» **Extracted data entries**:

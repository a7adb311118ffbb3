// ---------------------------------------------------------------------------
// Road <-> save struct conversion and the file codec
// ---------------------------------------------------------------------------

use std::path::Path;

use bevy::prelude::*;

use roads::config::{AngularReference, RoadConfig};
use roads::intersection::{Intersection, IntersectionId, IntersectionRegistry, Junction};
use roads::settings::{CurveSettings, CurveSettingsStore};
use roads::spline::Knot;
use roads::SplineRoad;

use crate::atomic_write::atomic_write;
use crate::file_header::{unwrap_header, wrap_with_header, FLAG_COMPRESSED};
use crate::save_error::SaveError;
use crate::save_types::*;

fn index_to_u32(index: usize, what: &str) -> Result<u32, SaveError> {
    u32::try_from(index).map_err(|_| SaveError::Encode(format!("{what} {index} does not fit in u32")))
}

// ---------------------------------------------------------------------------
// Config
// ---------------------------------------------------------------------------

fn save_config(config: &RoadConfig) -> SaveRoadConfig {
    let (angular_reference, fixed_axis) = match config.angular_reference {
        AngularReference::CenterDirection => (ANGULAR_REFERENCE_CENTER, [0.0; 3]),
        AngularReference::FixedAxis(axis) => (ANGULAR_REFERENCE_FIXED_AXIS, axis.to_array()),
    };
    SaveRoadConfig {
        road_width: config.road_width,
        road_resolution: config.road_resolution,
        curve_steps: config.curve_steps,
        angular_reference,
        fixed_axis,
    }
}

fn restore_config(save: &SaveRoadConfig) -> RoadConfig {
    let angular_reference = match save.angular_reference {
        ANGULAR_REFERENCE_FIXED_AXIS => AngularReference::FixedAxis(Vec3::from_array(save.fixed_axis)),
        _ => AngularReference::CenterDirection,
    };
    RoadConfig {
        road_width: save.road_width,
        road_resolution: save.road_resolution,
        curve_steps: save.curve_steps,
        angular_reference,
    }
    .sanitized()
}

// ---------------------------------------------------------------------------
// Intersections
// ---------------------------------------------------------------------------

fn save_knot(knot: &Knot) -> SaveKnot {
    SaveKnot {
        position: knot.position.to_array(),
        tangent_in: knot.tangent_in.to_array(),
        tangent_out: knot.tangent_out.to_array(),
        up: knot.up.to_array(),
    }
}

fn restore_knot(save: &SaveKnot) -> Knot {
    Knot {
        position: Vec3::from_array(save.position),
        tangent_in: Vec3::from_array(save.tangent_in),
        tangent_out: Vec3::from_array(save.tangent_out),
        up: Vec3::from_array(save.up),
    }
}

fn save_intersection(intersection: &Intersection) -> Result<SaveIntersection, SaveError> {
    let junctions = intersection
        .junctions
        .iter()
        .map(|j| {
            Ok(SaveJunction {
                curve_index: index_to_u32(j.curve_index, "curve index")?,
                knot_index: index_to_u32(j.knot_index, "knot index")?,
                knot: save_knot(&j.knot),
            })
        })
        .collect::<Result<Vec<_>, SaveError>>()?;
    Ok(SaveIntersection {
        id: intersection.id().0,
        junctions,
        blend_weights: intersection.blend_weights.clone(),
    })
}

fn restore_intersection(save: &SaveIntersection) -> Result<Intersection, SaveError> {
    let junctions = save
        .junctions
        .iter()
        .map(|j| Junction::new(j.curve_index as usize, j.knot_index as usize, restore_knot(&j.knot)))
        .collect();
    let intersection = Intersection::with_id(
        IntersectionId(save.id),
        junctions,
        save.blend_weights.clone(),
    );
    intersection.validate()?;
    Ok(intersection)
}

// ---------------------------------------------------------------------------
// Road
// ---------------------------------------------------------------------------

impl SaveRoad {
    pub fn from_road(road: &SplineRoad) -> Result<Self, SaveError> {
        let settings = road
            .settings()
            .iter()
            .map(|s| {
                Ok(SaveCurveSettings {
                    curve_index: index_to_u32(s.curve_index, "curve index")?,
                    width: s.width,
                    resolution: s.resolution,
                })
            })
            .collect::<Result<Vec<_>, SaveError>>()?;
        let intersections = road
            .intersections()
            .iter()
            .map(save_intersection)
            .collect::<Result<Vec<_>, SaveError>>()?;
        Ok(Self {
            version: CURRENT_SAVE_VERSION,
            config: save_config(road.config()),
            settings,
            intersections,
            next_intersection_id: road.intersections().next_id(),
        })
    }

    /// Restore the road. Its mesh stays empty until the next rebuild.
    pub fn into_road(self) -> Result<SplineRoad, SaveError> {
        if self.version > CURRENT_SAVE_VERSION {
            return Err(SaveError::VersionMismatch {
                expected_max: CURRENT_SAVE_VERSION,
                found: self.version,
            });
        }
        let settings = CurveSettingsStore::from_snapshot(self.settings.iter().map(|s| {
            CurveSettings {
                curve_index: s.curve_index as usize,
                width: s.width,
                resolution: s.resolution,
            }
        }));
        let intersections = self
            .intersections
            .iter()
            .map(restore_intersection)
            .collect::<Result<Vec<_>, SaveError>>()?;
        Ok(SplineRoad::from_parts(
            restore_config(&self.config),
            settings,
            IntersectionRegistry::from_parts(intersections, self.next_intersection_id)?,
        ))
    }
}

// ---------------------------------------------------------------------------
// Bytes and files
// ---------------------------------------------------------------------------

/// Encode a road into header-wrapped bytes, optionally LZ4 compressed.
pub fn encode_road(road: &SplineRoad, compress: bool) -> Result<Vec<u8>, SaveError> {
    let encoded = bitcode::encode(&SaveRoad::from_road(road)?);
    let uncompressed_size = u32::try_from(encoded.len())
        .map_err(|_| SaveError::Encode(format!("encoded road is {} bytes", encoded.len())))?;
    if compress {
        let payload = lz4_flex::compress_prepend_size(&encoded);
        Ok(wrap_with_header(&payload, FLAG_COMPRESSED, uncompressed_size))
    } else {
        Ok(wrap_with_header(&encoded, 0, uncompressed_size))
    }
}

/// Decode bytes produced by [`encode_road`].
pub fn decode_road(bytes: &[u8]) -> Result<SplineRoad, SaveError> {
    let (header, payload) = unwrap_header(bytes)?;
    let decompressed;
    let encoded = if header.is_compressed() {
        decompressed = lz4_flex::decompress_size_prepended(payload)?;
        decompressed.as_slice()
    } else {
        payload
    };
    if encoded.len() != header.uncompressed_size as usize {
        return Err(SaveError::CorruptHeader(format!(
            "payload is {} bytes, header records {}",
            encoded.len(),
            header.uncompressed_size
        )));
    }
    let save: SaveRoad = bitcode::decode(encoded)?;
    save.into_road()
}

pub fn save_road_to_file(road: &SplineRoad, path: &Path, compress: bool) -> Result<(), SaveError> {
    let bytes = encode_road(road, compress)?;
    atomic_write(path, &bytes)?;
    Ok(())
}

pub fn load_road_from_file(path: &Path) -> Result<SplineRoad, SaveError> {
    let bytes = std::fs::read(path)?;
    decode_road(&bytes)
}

» **Your assignment**: Only the lines from the beginning of the entries through the line bearing "let (angular_reference, fixed_axis)" should be returned, each exactly as written.

» **Answer to the problem**:
repository a7adb311118ffbb3
// ---------------------------------------------------------------------------
// Road <-> save struct conversion and the file codec
// ---------------------------------------------------------------------------

use std::path::Path;

use bevy::prelude::*;

use roads::config::{AngularReference, RoadConfig};
use roads::intersection::{Intersection, IntersectionId, IntersectionRegistry, Junction};
use roads::settings::{CurveSettings, CurveSettingsStore};
use roads::spline::Knot;
use roads::SplineRoad;

use crate::atomic_write::atomic_write;
use crate::file_header::{unwrap_header, wrap_with_header, FLAG_COMPRESSED};
use crate::save_error::SaveError;
use crate::save_types::*;

fn index_to_u32(index: usize, what: &str) -> Result<u32, SaveError> {
    u32::try_from(index).map_err(|_| SaveError::Encode(format!("{what} {index} does not fit in u32")))
}

// ---------------------------------------------------------------------------
// Config
// ---------------------------------------------------------------------------

fn save_config(config: &RoadConfig) -> SaveRoadConfig {
    let (angular_reference, fixed_axis) = match config.angular_reference {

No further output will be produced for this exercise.